Answered By: Health and Safety Team
Last Updated: Aug 25, 2023     Views: 172

What is a Risk Assessment?

The Risk Assessment procedure is the process of identifying hazards and determining the risks present in an activity, in the workplace or the physical environment.

'Risk' is the effect of uncertainty on the delivery of an objective, whilst an assessment is a judgement, which can be informed by knowledge, experience and appetite for taking risk.

Why do we need to carry out a Risk Assessment?

Under the Management of Health and Safety at Work Regulations 1999, a written risk assessment is required where the risk identified is 'significant', for example it is 'worthy of consideration'.
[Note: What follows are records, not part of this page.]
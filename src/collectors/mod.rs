pub mod checks;
pub mod resources;
pub mod system;
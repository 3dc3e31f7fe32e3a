use serde::{Deserialize, Serialize};
use std::fs;
use std::path::Path;
use thiserror::Error;

pub const ENV_HOSTNAME: &str = "HOSTNAME";
pub const ENV_AWS_REGION: &str = "AWS_DEFAULT_REGION";
pub const ENV_API_URL: &str = "PREFECT_API_URL";
pub const ENV_TASK_FAMILY: &str = "ECS_TASK_FAMILY";
pub const ENV_CLUSTER: &str = "ECS_CLUSTER";
pub const ENV_METADATA_URI: &str = "ECS_CONTAINER_METADATA_URI_V4";

const UNKNOWN: &str = "unknown";
const NOT_SET: &str = "not_set";

#[derive(Debug, Clone, Deserialize, Serialize)]
pub struct Config {
    #[serde(default = "default_user_agent")]
    pub user_agent: String,
    #[serde(default)]
    pub internet_probe: InternetProbeConfig,
    #[serde(default)]
    pub metadata_probe: MetadataProbeConfig,
    #[serde(default)]
    pub resources: ResourceConfig,
}

#[derive(Debug, Clone, Deserialize, Serialize)]
pub struct InternetProbeConfig {
    #[serde(default = "default_internet_url")]
    pub url: String,
    #[serde(default = "default_internet_timeout_ms")]
    pub timeout_ms: u64,
}

#[derive(Debug, Clone, Deserialize, Serialize)]
pub struct MetadataProbeConfig {
    #[serde(default = "default_metadata_path")]
    pub path: String,
    #[serde(default = "default_metadata_timeout_ms")]
    pub timeout_ms: u64,
}

#[derive(Debug, Clone, Deserialize, Serialize)]
pub struct ResourceConfig {
    #[serde(default = "default_cpu_sample_ms")]
    pub cpu_sample_ms: u64,
    #[serde(default = "default_disk_mount")]
    pub disk_mount: String,
}

impl Default for Config {
    fn default() -> Self {
        Self {
            user_agent: default_user_agent(),
            internet_probe: InternetProbeConfig::default(),
            metadata_probe: MetadataProbeConfig::default(),
            resources: ResourceConfig::default(),
        }
    }
}

impl Default for InternetProbeConfig {
    fn default() -> Self {
        Self {
            url: default_internet_url(),
            timeout_ms: default_internet_timeout_ms(),
        }
    }
}

impl Default for MetadataProbeConfig {
    fn default() -> Self {
        Self {
            path: default_metadata_path(),
            timeout_ms: default_metadata_timeout_ms(),
        }
    }
}

impl Default for ResourceConfig {
    fn default() -> Self {
        Self {
            cpu_sample_ms: default_cpu_sample_ms(),
            disk_mount: default_disk_mount(),
        }
    }
}

#[derive(Debug, Error)]
pub enum ConfigError {
    #[error("failed to read config file {path}: {source}")]
    Read {
        path: String,
        source: std::io::Error,
    },
    #[error("failed to parse YAML in {path}: {source}")]
    Parse {
        path: String,
        source: serde_yaml::Error,
    },
    #[error("invalid configuration: {0}")]
    Validation(String),
}

impl Config {
    pub fn load_from_file(path: impl AsRef<Path>) -> Result<Self, ConfigError> {
        let path_ref = path.as_ref();
        let path_display = path_ref.display().to_string();
        let text = fs::read_to_string(path_ref).map_err(|source| ConfigError::Read {
            path: path_display.clone(),
            source,
        })?;

        let cfg = Self::from_yaml(&text).map_err(|source| ConfigError::Parse {
            path: path_display,
            source,
        })?;

        cfg.validate()?;
        Ok(cfg)
    }

    fn from_yaml(text: &str) -> Result<Self, serde_yaml::Error> {
        // An empty document means "all defaults".
        if text.trim().is_empty() {
            return Ok(Self::default());
        }
        serde_yaml::from_str(text)
    }

    pub fn validate(&self) -> Result<(), ConfigError> {
        if self.user_agent.trim().is_empty() {
            return Err(ConfigError::Validation(
                "user_agent must not be empty".to_string(),
            ));
        }
        if self.internet_probe.url.trim().is_empty() {
            return Err(ConfigError::Validation(
                "internet_probe.url must not be empty".to_string(),
            ));
        }
        if self.internet_probe.timeout_ms == 0 {
            return Err(ConfigError::Validation(
                "internet_probe.timeout_ms must be > 0".to_string(),
            ));
        }
        if !self.metadata_probe.path.starts_with('/') {
            return Err(ConfigError::Validation(format!(
                "metadata_probe.path '{}' must start with '/'",
                self.metadata_probe.path
            )));
        }
        if self.metadata_probe.timeout_ms == 0 {
            return Err(ConfigError::Validation(
                "metadata_probe.timeout_ms must be > 0".to_string(),
            ));
        }
        if self.resources.cpu_sample_ms == 0 {
            return Err(ConfigError::Validation(
                "resources.cpu_sample_ms must be > 0".to_string(),
            ));
        }
        if self.resources.disk_mount.trim().is_empty() {
            return Err(ConfigError::Validation(
                "resources.disk_mount must not be empty".to_string(),
            ));
        }
        Ok(())
    }

    pub fn example_yaml() -> &'static str {
        include_str!("../config.yaml.example")
    }
}

/// Orchestration environment, resolved once per run.
#[derive(Debug, Clone, PartialEq, Eq)]
pub struct EnvSettings {
    pub container_hostname: String,
    pub aws_region: String,
    pub api_url: String,
    pub task_family: String,
    pub cluster_name: String,
    /// Base URL of the ECS task metadata endpoint. `None` disables the metadata probe.
    pub metadata_uri: Option<String>,
}

impl EnvSettings {
    pub fn from_env() -> Self {
        Self::from_lookup(|name| std::env::var(name).ok())
    }

    pub fn from_lookup<F>(lookup: F) -> Self
    where
        F: Fn(&str) -> Option<String>,
    {
        let or_default =
            |name: &str, default: &str| lookup(name).unwrap_or_else(|| default.to_string());
        Self {
            container_hostname: or_default(ENV_HOSTNAME, UNKNOWN),
            aws_region: or_default(ENV_AWS_REGION, UNKNOWN),
            api_url: or_default(ENV_API_URL, NOT_SET),
            task_family: or_default(ENV_TASK_FAMILY, UNKNOWN),
            cluster_name: or_default(ENV_CLUSTER, UNKNOWN),
            metadata_uri: lookup(ENV_METADATA_URI).filter(|v| !v.is_empty()),
        }
    }
}

fn default_user_agent() -> String {
    format!("{}/{}", env!("CARGO_PKG_NAME"), env!("CARGO_PKG_VERSION"))
}

fn default_internet_url() -> String {
    "https://httpbin.org/ip".to_string()
}

const fn default_internet_timeout_ms() -> u64 {
    10_000
}

fn default_metadata_path() -> String {
    "/task".to_string()
}

const fn default_metadata_timeout_ms() -> u64 {
    5_000
}

const fn default_cpu_sample_ms() -> u64 {
    1_000
}

fn default_disk_mount() -> String {
    "/".to_string()
}

#[cfg(test)]
mod tests {
    use super::*;
    use std::collections::HashMap;

    fn lookup_from(pairs: &[(&str, &str)]) -> impl Fn(&str) -> Option<String> {
        let map: HashMap<String, String> = pairs
            .iter()
            .map(|(k, v)| (k.to_string(), v.to_string()))
            .collect();
        move |name| map.get(name).cloned()
    }

    #[test]
    fn defaults_are_valid() {
        let cfg = Config::default();
        cfg.validate().expect("default config must validate");
        assert_eq!(cfg.internet_probe.timeout_ms, 10_000);
        assert_eq!(cfg.metadata_probe.timeout_ms, 5_000);
        assert_eq!(cfg.resources.cpu_sample_ms, 1_000);
        assert_eq!(cfg.resources.disk_mount, "/");
    }

    #[test]
    fn example_yaml_parses_and_validates() {
        let cfg = Config::from_yaml(Config::example_yaml()).expect("example must parse");
        cfg.validate().expect("example must validate");
        assert_eq!(cfg.internet_probe.url, "https://httpbin.org/ip");
        assert_eq!(cfg.metadata_probe.path, "/task");
    }

    #[test]
    fn partial_yaml_keeps_defaults() {
        let cfg = Config::from_yaml("internet_probe:\n  timeout_ms: 250\n").unwrap();
        assert_eq!(cfg.internet_probe.timeout_ms, 250);
        assert_eq!(cfg.internet_probe.url, "https://httpbin.org/ip");
        assert_eq!(cfg.metadata_probe.timeout_ms, 5_000);

        let empty = Config::from_yaml("").unwrap();
        assert_eq!(empty.resources.cpu_sample_ms, 1_000);
    }

    #[test]
    fn zero_timeouts_are_rejected() {
        let mut cfg = Config::default();
        cfg.internet_probe.timeout_ms = 0;
        assert!(matches!(cfg.validate(), Err(ConfigError::Validation(_))));

        let mut cfg = Config::default();
        cfg.metadata_probe.timeout_ms = 0;
        assert!(matches!(cfg.validate(), Err(ConfigError::Validation(_))));

        let mut cfg = Config::default();
        cfg.resources.cpu_sample_ms = 0;
        assert!(matches!(cfg.validate(), Err(ConfigError::Validation(_))));
    }

    #[test]
    fn metadata_path_must_be_absolute() {
        let mut cfg = Config::default();
        cfg.metadata_probe.path = "task".to_string();
        assert!(matches!(cfg.validate(), Err(ConfigError::Validation(_))));
    }

    #[test]
    fn missing_file_is_read_error() {
        let err = Config::load_from_file("/nonexistent/workercheck.yaml").unwrap_err();
        assert!(matches!(err, ConfigError::Read { .. }));
    }

    #[test]
    fn env_settings_default_when_unset() {
        let env = EnvSettings::from_lookup(|_| None);
        assert_eq!(env.container_hostname, "unknown");
        assert_eq!(env.aws_region, "unknown");
        assert_eq!(env.api_url, "not_set");
        assert_eq!(env.task_family, "unknown");
        assert_eq!(env.cluster_name, "unknown");
        assert_eq!(env.metadata_uri, None);
    }

    #[test]
    fn env_settings_take_actual_values() {
        let env = EnvSettings::from_lookup(lookup_from(&[
            (ENV_HOSTNAME, "ip-10-0-0-1"),
            (ENV_AWS_REGION, "eu-west-1"),
            (ENV_API_URL, "https://api.example.com"),
            (ENV_TASK_FAMILY, "worker"),
            (ENV_CLUSTER, "prod"),
            (ENV_METADATA_URI, "http://169.254.170.2/v4/abc"),
        ]));
        assert_eq!(env.container_hostname, "ip-10-0-0-1");
        assert_eq!(env.aws_region, "eu-west-1");
        assert_eq!(env.api_url, "https://api.example.com");
        assert_eq!(env.task_family, "worker");
        assert_eq!(env.cluster_name, "prod");
        assert_eq!(
            env.metadata_uri.as_deref(),
            Some("http://169.254.170.2/v4/abc")
        );
    }

    #[test]
    fn empty_metadata_uri_counts_as_unset() {
        let env = EnvSettings::from_lookup(lookup_from(&[(ENV_METADATA_URI, "")]));
        assert_eq!(env.metadata_uri, None);
    }

    #[test]
    fn whitespace_metadata_uri_still_enables_probe() {
        let env = EnvSettings::from_lookup(lookup_from(&[(ENV_METADATA_URI, "  ")]));
        assert_eq!(env.metadata_uri.as_deref(), Some("  "));
    }
}
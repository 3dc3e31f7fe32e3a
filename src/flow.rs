use crate::collectors::checks::run_connectivity_tests;
use crate::collectors::resources::{check_resources, ResourceError, ResourceSource};
use crate::collectors::system::collect_system_info;
use crate::config::{Config, EnvSettings};
use crate::report::{now_rfc3339, ValidationSummary};
use clap::ValueEnum;
use reqwest::Client;
use serde_json::Value;
use std::io::Write;
use sysinfo::{System, SystemExt};
use thiserror::Error;
use tracing::info;

#[derive(Debug, Error)]
pub enum FlowError {
    #[error("resource sampling failed: {0}")]
    Resource(#[from] ResourceError),
    #[error("failed to encode task result: {0}")]
    Serialize(#[from] serde_json::Error),
}

/// Everything a run needs besides the resource source.
pub struct FlowContext {
    pub config: Config,
    pub env: EnvSettings,
    pub client: Client,
}

impl FlowContext {
    pub fn new(config: Config, env: EnvSettings) -> Self {
        let client = Client::builder()
            .user_agent(config.user_agent.clone())
            .build()
            .unwrap_or_else(|_| Client::new());
        Self {
            config,
            env,
            client,
        }
    }
}

/// Collectors that can be run on their own with `--task`.
#[derive(Debug, Clone, Copy, PartialEq, Eq, ValueEnum)]
pub enum TaskName {
    SystemInfo,
    ConnectivityTest,
    ResourceCheck,
}

impl TaskName {
    pub fn as_str(self) -> &'static str {
        match self {
            TaskName::SystemInfo => "system-info",
            TaskName::ConnectivityTest => "connectivity-test",
            TaskName::ResourceCheck => "resource-check",
        }
    }
}

/// Runs system info, connectivity and resource checks in that order and
/// folds them into one summary. Only connectivity decides `validation_success`.
pub async fn validation_flow<S: ResourceSource>(
    ctx: &FlowContext,
    resources: &mut S,
    out: &mut dyn Write,
) -> Result<ValidationSummary, FlowError> {
    info!("starting ECS worker validation flow");
    let _ = writeln!(out, "Starting ECS Worker Validation Flow");
    let _ = writeln!(out, "{}", "=".repeat(50));

    let system_info = collect_system_info(&System::new(), &ctx.env, out);
    let connectivity_tests = run_connectivity_tests(
        &ctx.client,
        &ctx.config,
        ctx.env.metadata_uri.as_deref(),
        out,
    )
    .await;
    let resource_usage = check_resources(resources, &ctx.config.resources, out).await?;

    let summary = ValidationSummary::new(
        now_rfc3339(),
        system_info,
        connectivity_tests,
        resource_usage,
    );

    let _ = writeln!(out, "\n{}", "=".repeat(50));
    let _ = writeln!(out, "Validation Summary:");
    if summary.validation_success {
        let _ = writeln!(out, "All tests passed! ECS worker is functioning correctly.");
    } else {
        let _ = writeln!(out, "Some tests failed. Check the logs above for details.");
    }
    info!(
        validation_success = summary.validation_success,
        probes = summary.connectivity_tests.len(),
        "validation flow completed"
    );
    Ok(summary)
}

/// Runs one registered collector and returns its record as JSON.
pub async fn run_task<S: ResourceSource>(
    task: TaskName,
    ctx: &FlowContext,
    resources: &mut S,
    out: &mut dyn Write,
) -> Result<Value, FlowError> {
    info!(task = task.as_str(), "running single task");
    let value = match task {
        TaskName::SystemInfo => {
            serde_json::to_value(collect_system_info(&System::new(), &ctx.env, out))?
        }
        TaskName::ConnectivityTest => serde_json::to_value(
            run_connectivity_tests(
                &ctx.client,
                &ctx.config,
                ctx.env.metadata_uri.as_deref(),
                out,
            )
            .await,
        )?,
        TaskName::ResourceCheck => {
            serde_json::to_value(check_resources(resources, &ctx.config.resources, out).await?)?
        }
    };
    Ok(value)
}
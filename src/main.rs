mod collectors;
mod config;
mod flow;
mod report;
#[cfg(test)]
mod testutil;

use clap::Parser;
use collectors::resources::SysinfoSource;
use config::{Config, EnvSettings};
use flow::{run_task, validation_flow, FlowContext, TaskName};
use std::io::Write;
use std::path::PathBuf;
use tracing::{error, info};
use tracing_subscriber::EnvFilter;

#[derive(Parser, Debug)]
#[command(name = "workercheck")]
#[command(version, about = "Validate that an ECS worker container is configured and reachable")]
struct Cli {
    /// Optional YAML config; built-in defaults are used when omitted.
    #[arg(long)]
    config: Option<PathBuf>,
    #[arg(long)]
    print_default_config: bool,
    /// Run a single collector and print its record as JSON.
    #[arg(long, value_enum)]
    task: Option<TaskName>,
    /// Print the summary as JSON instead of the human-readable report.
    #[arg(long)]
    json: bool,
}

#[tokio::main]
async fn main() {
    init_tracing();

    let cli = Cli::parse();
    if cli.print_default_config {
        println!("{}", Config::example_yaml());
        return;
    }

    let cfg = match &cli.config {
        Some(path) => match Config::load_from_file(path) {
            Ok(cfg) => cfg,
            Err(err) => {
                error!(error = %err, "failed to load configuration");
                std::process::exit(1);
            }
        },
        None => Config::default(),
    };

    let env = EnvSettings::from_env();
    info!(
        metadata_probe = env.metadata_uri.is_some(),
        internet_url = %cfg.internet_probe.url,
        "workercheck starting"
    );

    let ctx = FlowContext::new(cfg, env);
    let mut resources = SysinfoSource::new();
    let mut stdout = std::io::stdout();
    let mut sink = std::io::sink();

    if let Some(task) = cli.task {
        match run_task(task, &ctx, &mut resources, &mut sink).await {
            Ok(value) => print_json(&value),
            Err(err) => {
                error!(task = task.as_str(), error = %err, "task failed");
                std::process::exit(1);
            }
        }
        return;
    }

    let out: &mut dyn Write = if cli.json { &mut sink } else { &mut stdout };
    match validation_flow(&ctx, &mut resources, out).await {
        Ok(summary) if cli.json => print_json(&summary),
        Ok(summary) => println!(
            "\nFlow completed with result: {}",
            summary.validation_success
        ),
        Err(err) => {
            error!(error = %err, "validation flow aborted");
            std::process::exit(1);
        }
    }
}

fn init_tracing() {
    let filter = EnvFilter::try_from_default_env().unwrap_or_else(|_| EnvFilter::new("info"));
    tracing_subscriber::fmt()
        .with_env_filter(filter)
        .with_writer(std::io::stderr)
        .init();
}

fn print_json<T: serde::Serialize>(value: &T) {
    match serde_json::to_string_pretty(value) {
        Ok(text) => println!("{text}"),
        Err(err) => {
            error!(error = %err, "failed to encode result");
            std::process::exit(1);
        }
    }
}
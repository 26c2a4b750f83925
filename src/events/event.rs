use serde::{Deserialize, Serialize};

#[derive(Debug, Clone, Serialize, Deserialize, PartialEq)]
pub struct PayloadOpen {
    pub id: u64,
    /// Whether the sheet is attached to a visible anchor or centered
    pub anchored: bool,
}

#[derive(Debug, Clone, Serialize, Deserialize, PartialEq)]
pub struct PayloadClose {
    pub id: u64,
}

#[derive(Debug, Clone, Serialize, Deserialize, PartialEq)]
pub struct PayloadPlace {
    pub id: u64,
    pub pos: [f32; 2],
    pub size: [f32; 2],
}

#[derive(Debug, Clone, Serialize, Deserialize, PartialEq)]
pub enum Event {
    Open(PayloadOpen),
    Close(PayloadClose),
    Place(PayloadPlace),
}
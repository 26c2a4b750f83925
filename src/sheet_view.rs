use egui::{Area, Context, Frame, InnerResponse, Key, Order, ScrollArea, Ui};

use crate::{
    metadata::{reset_metadata, Metadata},
    settings::{SettingsInteraction, SettingsSheet},
    Positioner, Presentation,
};

#[cfg(feature = "events")]
use crate::events::{Event, EventSink, PayloadClose, PayloadOpen, PayloadPlace};

/// Floating sheet attached to the anchor captured by a [`Presentation`].
///
/// The sheet is drawn in a foreground [`egui::Area`]. Its width is fixed by
/// [`SettingsSheet`], its height is bounded and overflowing content scrolls.
/// Placement depends on the content size, which is only known after layout, so
/// every frame positions with the size measured on the previous one and asks
/// for a repaint when the size changes.
pub struct AnchoredSheet<'a> {
    presentation: &'a mut Presentation,
    settings_sheet: SettingsSheet,
    settings_interaction: SettingsInteraction,

    #[cfg(feature = "events")]
    events_sink: Option<&'a dyn EventSink>,
}

impl<'a> AnchoredSheet<'a> {
    pub fn new(presentation: &'a mut Presentation) -> Self {
        Self {
            presentation,
            settings_sheet: SettingsSheet::default(),
            settings_interaction: SettingsInteraction::default(),

            #[cfg(feature = "events")]
            events_sink: None,
        }
    }

    /// Makes sheet sizing configurable.
    pub fn with_settings(mut self, settings: &SettingsSheet) -> Self {
        self.settings_sheet = settings.clone();
        self
    }

    /// Makes dismiss behavior configurable.
    pub fn with_interactions(mut self, settings: &SettingsInteraction) -> Self {
        self.settings_interaction = settings.clone();
        self
    }

    /// Sends [`Event`]s about opening, placing and closing the sheet to `sink`.
    #[cfg(feature = "events")]
    pub fn with_event_sink(mut self, sink: &'a dyn EventSink) -> Self {
        self.events_sink = Some(sink);
        self
    }

    /// Draws the sheet if the presentation is open.
    pub fn show<R>(
        mut self,
        ctx: &Context,
        add_contents: impl FnOnce(&mut Ui) -> R,
    ) -> Option<InnerResponse<R>> {
        if !self.presentation.is_open() {
            return None;
        }

        let id = self.presentation.id();
        let mut meta = Metadata::new(id).load_for(ctx, self.presentation.generation());
        let frame_nr = ctx.cumulative_frame_nr();

        let screen = ctx.screen_rect();
        let viewport = screen.size();
        let anchor = self.presentation.anchor().copied();
        let alignment = self.presentation.alignment();

        let positioner = Positioner::new(self.settings_sheet.clone());
        let constraints = positioner.constraints(viewport, anchor.as_ref(), alignment);
        let content = constraints.clamp(meta.content_size_or(constraints.width()));
        let pos = positioner.position(viewport, content, anchor.as_ref(), alignment);

        #[cfg(feature = "events")]
        if meta.first_frame() {
            self.publish_event(Event::Open(PayloadOpen {
                id: id.value(),
                anchored: anchor.is_some_and(|a| a.is_on_screen(viewport)),
            }));
        }

        let res = Area::new(id.with("sheet_area"))
            .order(Order::Foreground)
            .fixed_pos(screen.min + pos.to_vec2())
            .constrain(false)
            .show(ctx, |ui| {
                ui.set_min_width(constraints.width());
                ui.set_max_width(constraints.width());
                ui.set_max_height(constraints.max_height());

                Frame::popup(ui.style())
                    .show(ui, |ui| {
                        ui.set_min_width(ui.available_width());
                        ScrollArea::vertical()
                            .max_height(ui.available_height())
                            .show(ui, add_contents)
                            .inner
                    })
                    .inner
            });

        let measured = res.response.rect.size();
        if meta.content_size != Some(measured) {
            ctx.request_repaint();
        }

        #[cfg(feature = "events")]
        if meta.last_pos != Some(pos) {
            self.publish_event(Event::Place(PayloadPlace {
                id: id.value(),
                pos: [pos.x, pos.y],
                size: [measured.x, measured.y],
            }));
        }

        // input of the frame that opened the sheet must not close it, this
        // frame may also run more than one pass
        let opened_frame = *meta.opened_frame.get_or_insert(frame_nr);
        let dismiss = frame_nr > opened_frame && self.dismiss_requested(ctx, &res);

        meta.content_size = Some(measured);
        meta.last_pos = Some(pos);

        if dismiss {
            self.presentation.dismiss();
            reset_metadata(ctx, id);

            #[cfg(feature = "events")]
            self.publish_event(Event::Close(PayloadClose { id: id.value() }));
        } else {
            meta.save(ctx);
        }

        Some(res)
    }

    fn dismiss_requested<R>(&self, ctx: &Context, res: &InnerResponse<R>) -> bool {
        let s = &self.settings_interaction;
        (s.dismiss_on_escape && ctx.input(|i| i.key_pressed(Key::Escape)))
            || (s.dismiss_on_click_outside && res.response.clicked_elsewhere())
    }

    #[cfg(feature = "events")]
    fn publish_event(&self, event: Event) {
        if let Some(sink) = self.events_sink {
            sink.send(event);
        }
    }
}
//! Integration tests for the `synvm` binary

use std::fs;
use std::io::Write;
use std::process::{Command, Stdio};
use synvm::instruction::Instruction;
use tempfile::tempdir;

fn synvm() -> Command {
    Command::new(env!("CARGO_BIN_EXE_synvm"))
}

fn write_image(path: &std::path::Path, source: &str) {
    let words = Instruction::assemble(source).unwrap();
    let bytes: Vec<u8> = words.iter().flat_map(|w| w.to_le_bytes()).collect();
    fs::write(path, bytes).unwrap();
}

const ECHO: &str = "
    loop: in r0
          out r0
          eq r1 r0 '.'
          jf r1 loop
          halt
";

#[test]
fn test_run_headless_with_stdin() {
    let dir = tempdir().unwrap();
    let image = dir.path().join("echo.bin");
    write_image(&image, ECHO);

    let mut child = synvm()
        .args(["run", "--headless"])
        .arg(&image)
        .stdin(Stdio::piped())
        .stdout(Stdio::piped())
        .spawn()
        .unwrap();
    child.stdin.take().unwrap().write_all(b"hello.\n").unwrap();
    let output = child.wait_with_output().unwrap();

    assert!(output.status.success());
    assert_eq!(String::from_utf8_lossy(&output.stdout), "hello.");
}

#[test]
fn test_run_with_config_script() {
    let dir = tempdir().unwrap();
    let image = dir.path().join("echo.bin");
    write_image(&image, ECHO);
    let config = dir.path().join("run.toml");
    fs::write(&config, "[input]\nscript = [\"ab\", \"c.\"]\n").unwrap();

    let output = synvm()
        .args(["run", "--headless", "--config"])
        .arg(&config)
        .arg(&image)
        .stdin(Stdio::null())
        .output()
        .unwrap();
    assert!(output.status.success());
    assert_eq!(String::from_utf8_lossy(&output.stdout), "ab\nc.");
}

#[test]
fn test_run_hex_sequence_error_exit() {
    // mod r0 1 0
    let output = synvm()
        .args(["run", "--headless", "--hex", "000b800000010000"])
        .stdin(Stdio::null())
        .output()
        .unwrap();
    assert!(!output.status.success());
    assert!(String::from_utf8_lossy(&output.stderr).contains("MOD by zero"));
}

#[test]
fn test_disasm_and_strings() {
    let dir = tempdir().unwrap();
    let image = dir.path().join("prog.bin");
    write_image(&image, "set r0 msg; halt; msg: data 3 'a' 'b' 'c'");

    let output = synvm().arg("disasm").arg(&image).args(["--count", "2"]).output().unwrap();
    assert!(output.status.success());
    let text = String::from_utf8_lossy(&output.stdout);
    assert_eq!(text.lines().collect::<Vec<_>>(), vec!["0000: SET  R0 0004", "0003: HALT"]);

    let output = synvm().arg("disasm").arg(&image).args(["--strings", "3"]).output().unwrap();
    assert!(String::from_utf8_lossy(&output.stdout).contains("0004: \"abc\""));
}

#[test]
fn test_patch_then_run() {
    let dir = tempdir().unwrap();
    let image = dir.path().join("prog.bin");
    let patched = dir.path().join("patched.bin");
    write_image(&image, "out 'x'; halt; noop");

    let output = synvm()
        .arg("patch")
        .arg(&image)
        .arg("-o")
        .arg(&patched)
        .args(["-s", "0001:0079", "-a", "0002:out 'z'"])
        .output()
        .unwrap();
    assert!(output.status.success());

    let output = synvm()
        .args(["run", "--headless"])
        .arg(&patched)
        .stdin(Stdio::null())
        .output()
        .unwrap();
    assert_eq!(String::from_utf8_lossy(&output.stdout), "yz");
}

#[test]
fn test_decode_string() {
    let dir = tempdir().unwrap();
    let image = dir.path().join("strings.bin");
    let key = 0x21u16;
    let mut words = vec![0u16; 0x20];
    words[0x10] = 4;
    for (i, c) in "door".chars().enumerate() {
        words[0x11 + i] = c as u16 ^ key;
    }
    let bytes: Vec<u8> = words.iter().flat_map(|w| w.to_le_bytes()).collect();
    fs::write(&image, bytes).unwrap();

    let output = synvm()
        .arg("decode")
        .arg(&image)
        .args(["--table", "10", "--key", "21"])
        .output()
        .unwrap();
    assert!(output.status.success());
    assert_eq!(String::from_utf8_lossy(&output.stdout).trim(), "door");
}

#[test]
fn test_route() {
    let output = synvm().arg("route").output().unwrap();
    assert!(output.status.success());
    let text = String::from_utf8_lossy(&output.stdout);
    assert!(text.lines().next().unwrap().ends_with("(12 steps)"));
    assert_eq!(text.lines().count(), 13);

    let output = synvm()
        .args(["route", "--check", "N,E,E,N,W,S,E,E,W,N,N,E"])
        .output()
        .unwrap();
    assert!(String::from_utf8_lossy(&output.stdout).contains("weight 30, at the door"));
}
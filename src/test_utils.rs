// Helpers for building small machine programs in tests
use crate::display::HeadlessDisplay;
use crate::instruction::Instruction;
use crate::vm::{RunOutcome, VirtualMachine};

/// Assemble `source` at address 0 and load it
pub fn load_program(source: &str) -> VirtualMachine {
    let words = Instruction::assemble(source).expect("test program should assemble");
    VirtualMachine::from_words(&words).expect("test program should fit in memory")
}

/// Write a length-prefixed table of words at `address`
pub fn write_table(vm: &mut VirtualMachine, address: u16, words: &[u16]) {
    vm.write(address, words.len() as u16);
    for (i, word) in words.iter().enumerate() {
        vm.write(address + 1 + i as u16, *word);
    }
}

/// Write `text` XOR-ed with `key` as a length-prefixed string
pub fn write_obfuscated(vm: &mut VirtualMachine, address: u16, text: &str, key: u16) {
    let words: Vec<u16> = text.chars().map(|c| (c as u16) ^ key).collect();
    write_table(vm, address, &words);
}

/// Run until the machine stops, returning its outcome and everything it printed
pub fn run_capture(vm: &mut VirtualMachine, limit: u64) -> (RunOutcome, String) {
    let mut display = HeadlessDisplay::new();
    let outcome = vm
        .run_until_blocked(Some(limit), &mut display)
        .expect("headless display never fails");
    (outcome, display.output())
}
The Risk Assessment should:

  • identify what hazard or activity could cause injury, illness or harm in your business, for example hazards
  • decide how likely it is that someone could be harmed and how seriously, i.e. the risk
  • take action to eliminate the hazard, or if this isn't possible, to manage the risk by reducing the likelihood or consequence of the risk, or both control the risk.

What should be covered in a basic Risk Assessment? 5 Steps to Risk Assessment

  1. identify the hazards
  2. decide who may be harmed and how
  3. evaluate the risks and decide on control measures
  4. record your findings
  5. review the risk assessment.

When should I complete a Risk Assessment?

All current and planned activities, managed, organised and undertaken on behalf of the University including educational activities are within the scope of the Risk Assessment Policy.

Activities presenting 'significant' risk to the health and safety of staff, students or others must be risk assessed, and where a risk is identified as significant, the assessment should be written down using an approved University risk assessment template.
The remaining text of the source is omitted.